• **What you have to do**: Copy all lines in the data that contain the string "clustering".

• **Data records**:
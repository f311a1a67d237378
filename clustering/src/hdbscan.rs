//! HDBSCAN-style clustering: core distances, a mutual-reachability minimum
//! spanning tree, and flat extraction at an epsilon.
//!
//! The mutual-reachability distance `max(core(a), core(b), d(a, b))` smooths
//! out sparse regions before the spanning tree is built, so isolated points
//! attach late and fall out as noise. Cutting the sorted tree at an epsilon
//! and dissolving undersized components gives the flat clustering.

use crate::hac::distance_matrix;
use crate::union_find::UnionFind;
use log::debug;
use serde::{Deserialize, Serialize};
use std::cmp::Ordering;

/// One edge of the mutual-reachability spanning tree, canonicalized so that
/// `a < b`.
#[derive(Debug, Clone, Copy, PartialEq, Serialize, Deserialize)]
pub struct MstEdge {
    pub a: usize,
    pub b: usize,
    pub distance: f32,
}

/// Knobs for the engine.
#[derive(Debug, Clone, Copy)]
pub struct HdbscanConfig {
    /// Components smaller than this dissolve into per-point noise clusters.
    pub min_cluster_size: usize,
    /// `k` for the core distance (k-th nearest neighbor).
    pub min_pts: usize,
}

impl Default for HdbscanConfig {
    fn default() -> Self {
        Self {
            min_cluster_size: 2,
            min_pts: 2,
        }
    }
}

/// The fitted engine: spanning tree, default epsilon, and the flat
/// clustering extracted at it.
#[derive(Debug, Default)]
pub struct Hdbscan {
    config: HdbscanConfig,
    num_points: usize,
    mst: Vec<MstEdge>,
    default_epsilon: f32,
    clusters: Vec<Vec<usize>>,
    labels: Vec<i32>,
}

impl Hdbscan {
    pub fn new(config: HdbscanConfig) -> Self {
        Self {
            config,
            ..Self::default()
        }
    }

    /// Build the spanning tree over the data and extract clusters at the
    /// default epsilon (midpoint of the edge-weight range).
    pub fn fit(&mut self, data: &[Vec<f32>]) {
        self.num_points = data.len();
        self.mst.clear();
        self.clusters.clear();
        self.labels.clear();
        self.default_epsilon = 0.0;

        if data.is_empty() {
            return;
        }

        let distances = distance_matrix(data);
        let core = core_distances(&distances, self.config.min_pts);
        self.mst = build_mst_prim(&distances, &core);

        if let (Some(first), Some(last)) = (self.mst.first(), self.mst.last()) {
            self.default_epsilon = first.distance + (last.distance - first.distance) * 0.5;
        }
        debug!(
            "hdbscan: {} points, {} edges, default epsilon {:.4}",
            self.num_points,
            self.mst.len(),
            self.default_epsilon
        );

        self.clusters = epsilon_cut(
            self.num_points,
            &self.mst,
            self.default_epsilon,
            self.config.min_cluster_size,
        );

        self.labels = vec![-1; self.num_points];
        for (cluster_id, members) in self.clusters.iter().enumerate() {
            // Noise points keep -1: their singleton clusters are appended
            // after the real ones, and a single point is below any
            // min_cluster_size >= 2.
            if members.len() >= self.config.min_cluster_size {
                for &idx in members {
                    self.labels[idx] = cluster_id as i32;
                }
            }
        }
    }

    pub fn clusters(&self) -> &[Vec<usize>] {
        &self.clusters
    }

    /// Per-point cluster labels; noise points carry `-1`.
    pub fn labels(&self) -> &[i32] {
        &self.labels
    }

    pub fn mst(&self) -> &[MstEdge] {
        &self.mst
    }

    pub fn default_epsilon(&self) -> f32 {
        self.default_epsilon
    }

    /// Re-extract the flat clustering at a different epsilon without
    /// recomputing the spanning tree.
    pub fn clusters_at_epsilon(&self, epsilon: f32) -> Vec<Vec<usize>> {
        epsilon_cut(
            self.num_points,
            &self.mst,
            epsilon,
            self.config.min_cluster_size,
        )
    }
}

/// Core distance of every point: the k-th smallest distance to the others.
fn core_distances(distances: &[Vec<f32>], k: usize) -> Vec<f32> {
    let n = distances.len();
    let mut core = vec![0.0; n];

    for i in 0..n {
        let mut neighbor_dists: Vec<f32> = (0..n).filter(|&j| j != i).map(|j| distances[i][j]).collect();
        if neighbor_dists.is_empty() {
            continue;
        }
        neighbor_dists.sort_by(|a, b| a.partial_cmp(b).unwrap_or(Ordering::Equal));
        let idx = k.saturating_sub(1).min(neighbor_dists.len() - 1);
        core[i] = neighbor_dists[idx];
    }

    core
}

fn mutual_reachability(a: usize, b: usize, core: &[f32], distances: &[Vec<f32>]) -> f32 {
    core[a].max(core[b]).max(distances[a][b])
}

/// Prim's algorithm over the complete mutual-reachability graph, returning
/// edges sorted by ascending weight.
fn build_mst_prim(distances: &[Vec<f32>], core: &[f32]) -> Vec<MstEdge> {
    let n = distances.len();
    if n == 0 {
        return Vec::new();
    }

    let mut mst = Vec::with_capacity(n.saturating_sub(1));
    let mut in_tree = vec![false; n];
    let mut min_dist = vec![f32::INFINITY; n];
    let mut min_edge_from = vec![0usize; n];

    in_tree[0] = true;
    for j in 1..n {
        min_dist[j] = mutual_reachability(0, j, core, distances);
    }

    for _ in 0..n.saturating_sub(1) {
        let mut next = None;
        let mut best = f32::INFINITY;
        for j in 0..n {
            if !in_tree[j] && min_dist[j] < best {
                best = min_dist[j];
                next = Some(j);
            }
        }

        let Some(next) = next else { break };
        let from = min_edge_from[next];
        mst.push(MstEdge {
            a: from.min(next),
            b: from.max(next),
            distance: best,
        });
        in_tree[next] = true;

        for j in 0..n {
            if !in_tree[j] {
                let mrd = mutual_reachability(next, j, core, distances);
                if mrd < min_dist[j] {
                    min_dist[j] = mrd;
                    min_edge_from[j] = next;
                }
            }
        }
    }

    mst.sort_by(|x, y| {
        x.distance
            .partial_cmp(&y.distance)
            .unwrap_or(Ordering::Equal)
            .then(x.a.cmp(&y.a))
            .then(x.b.cmp(&y.b))
    });
    mst
}

/// Flat clustering from a sorted spanning tree: union edges with weight at
/// most `epsilon`, then dissolve components smaller than `min_cluster_size`
/// into per-point noise clusters appended after the real ones.
pub fn epsilon_cut(
    num_points: usize,
    mst: &[MstEdge],
    epsilon: f32,
    min_cluster_size: usize,
) -> Vec<Vec<usize>> {
    if num_points == 0 {
        return Vec::new();
    }

    let mut uf = UnionFind::new(num_points);
    for edge in mst {
        if edge.distance > epsilon {
            break;
        }
        uf.unite(edge.a, edge.b);
    }

    let mut clusters = Vec::new();
    let mut noise = Vec::new();
    for set in uf.sets() {
        if set.len() >= min_cluster_size {
            clusters.push(set);
        } else {
            noise.extend(set);
        }
    }

    for idx in noise {
        clusters.push(vec![idx]);
    }

    clusters
}

#[cfg(test)]
mod tests {
    use super::*;
    use pretty_assertions::assert_eq;

    // Four nearby unit vectors plus one isolated point orthogonal to all of
    // them (cosine distance ~1 from everything).
    fn with_outlier() -> Vec<Vec<f32>> {
        let close = |angle: f32| vec![angle.cos(), angle.sin(), 0.0];
        vec![
            close(0.00),
            close(0.05),
            close(0.10),
            close(0.15),
            vec![0.0, 0.0, 1.0],
        ]
    }

    #[test]
    fn isolated_point_becomes_noise_singleton() {
        let mut engine = Hdbscan::new(HdbscanConfig::default());
        engine.fit(&with_outlier());

        let clusters = engine.clusters();
        assert_eq!(clusters.len(), 2);
        assert_eq!(clusters[0], vec![0, 1, 2, 3]);
        assert_eq!(clusters[1], vec![4]);

        assert_eq!(engine.labels(), &[0, 0, 0, 0, -1]);
    }

    #[test]
    fn mst_is_sorted_and_canonical() {
        let mut engine = Hdbscan::new(HdbscanConfig::default());
        engine.fit(&with_outlier());

        let mst = engine.mst();
        assert_eq!(mst.len(), 4);
        for edge in mst {
            assert!(edge.a < edge.b);
        }
        for pair in mst.windows(2) {
            assert!(pair[0].distance <= pair[1].distance);
        }
    }

    #[test]
    fn default_epsilon_is_the_edge_range_midpoint() {
        let mut engine = Hdbscan::new(HdbscanConfig::default());
        engine.fit(&with_outlier());

        let mst = engine.mst();
        let expected =
            mst[0].distance + (mst[mst.len() - 1].distance - mst[0].distance) * 0.5;
        assert!((engine.default_epsilon() - expected).abs() < 1e-6);
    }

    #[test]
    fn tight_epsilon_dissolves_everything_into_noise() {
        let mut engine = Hdbscan::new(HdbscanConfig::default());
        engine.fit(&with_outlier());

        let clusters = engine.clusters_at_epsilon(-1.0);
        assert_eq!(clusters.len(), 5);
        assert!(clusters.iter().all(|c| c.len() == 1));
    }

    #[test]
    fn loose_epsilon_joins_everything() {
        let mut engine = Hdbscan::new(HdbscanConfig::default());
        engine.fit(&with_outlier());

        let clusters = engine.clusters_at_epsilon(2.0);
        assert_eq!(clusters, vec![vec![0, 1, 2, 3, 4]]);
    }

    #[test]
    fn empty_input_is_handled() {
        let mut engine = Hdbscan::new(HdbscanConfig::default());
        engine.fit(&[]);
        assert!(engine.clusters().is_empty());
        assert!(engine.mst().is_empty());
        assert!(engine.labels().is_empty());
    }

    #[test]
    fn epsilon_cut_preserves_point_coverage() {
        let mut engine = Hdbscan::new(HdbscanConfig::default());
        engine.fit(&with_outlier());

        for epsilon in [0.0, 0.2, 0.5, 1.0] {
            let clusters = engine.clusters_at_epsilon(epsilon);
            let mut seen: Vec<usize> = clusters.into_iter().flatten().collect();
            seen.sort_unstable();
            assert_eq!(seen, vec![0, 1, 2, 3, 4]);
        }
    }
}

• **Answer to the exercise**:
filename clustering/src/hdbscan.rs
//! HDBSCAN-style clustering: core distances, a mutual-reachability minimum
//! and dissolving undersized components gives the flat clustering.
/// clustering extracted at it.
    /// Re-extract the flat clustering at a different epsilon without
/// Flat clustering from a sorted spanning tree: union edges with weight at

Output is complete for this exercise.